- _Task to complete_
Only lines containing "Returns" belong in the answer, each copied from the entries below.

Stored data entries
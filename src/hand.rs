//! Hand representation and valuation.

use crate::card::{Card, Rank};

fn evaluate_cards(cards: &[Card]) -> (u8, bool) {
    let mut value: u8 = 0;
    let mut aces: u8 = 0;

    for card in cards {
        if card.rank == Rank::Ace {
            aces += 1;
        }
        value = value.saturating_add(card.rank.pip_value());
    }

    // Demote aces from 11 to 1 while over 21. Yields the maximal
    // non-busting total, or the minimal busting total when no demotion helps.
    while value > 21 && aces > 0 {
        value -= 10;
        aces -= 1;
    }

    let is_soft = aces > 0 && value <= 21;
    (value, is_soft)
}

/// The cards held by one participant for one round.
///
/// A hand starts empty, accumulates cards as they are dealt, and is cleared
/// at settlement; discarded cards are not returned to the shoe. The hand
/// holds every dealt card uniformly — masking the dealer's hole card is a
/// presentation concern, not a hand concern.
#[derive(Debug, Clone, Default)]
pub struct Hand {
    cards: Vec<Card>,
}

impl Hand {
    /// Creates a new empty hand.
    #[must_use]
    pub const fn new() -> Self {
        Self { cards: Vec::new() }
    }

    /// Adds a card to the hand.
    pub fn add_card(&mut self, card: Card) {
        self.cards.push(card);
    }

    /// Returns the cards in the hand.
    #[must_use]
    pub fn cards(&self) -> &[Card] {
        &self.cards
    }

    /// Returns the first dealt card.
    ///
    /// For the dealer this is the up card; a renderer that hides the hole
    /// card shows only this one.
    #[must_use]
    pub fn up_card(&self) -> Option<&Card> {
        self.cards.first()
    }

    /// Calculates the total of the hand.
    ///
    /// Aces are counted as 11 if possible without busting, otherwise as 1.
    #[must_use]
    pub fn total(&self) -> u8 {
        evaluate_cards(&self.cards).0
    }

    /// Returns whether the hand is soft (contains an ace counted as 11).
    #[must_use]
    pub fn is_soft(&self) -> bool {
        evaluate_cards(&self.cards).1
    }

    /// Returns whether the hand is a natural blackjack.
    ///
    /// Exactly two cards totalling 21. A 21 reached with three or more cards
    /// (such as ace, ace, nine) is not a blackjack.
    #[must_use]
    pub fn is_blackjack(&self) -> bool {
        self.cards.len() == 2 && self.total() == 21
    }

    /// Returns whether the hand is bust (over 21).
    #[must_use]
    pub fn is_bust(&self) -> bool {
        self.total() > 21
    }

    /// Returns the number of cards in the hand.
    #[must_use]
    pub fn len(&self) -> usize {
        self.cards.len()
    }

    /// Returns whether the hand is empty.
    #[must_use]
    pub fn is_empty(&self) -> bool {
        self.cards.is_empty()
    }

    /// Discards all cards for a new round.
    pub fn clear(&mut self) {
        self.cards.clear();
    }
}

- _Problem solution_
    /// Returns the cards in the hand.
    /// Returns the first dealt card.
    /// Returns whether the hand is soft (contains an ace counted as 11).
    /// Returns whether the hand is a natural blackjack.
    /// Returns whether the hand is bust (over 21).
    /// Returns the number of cards in the hand.
    /// Returns whether the hand is empty.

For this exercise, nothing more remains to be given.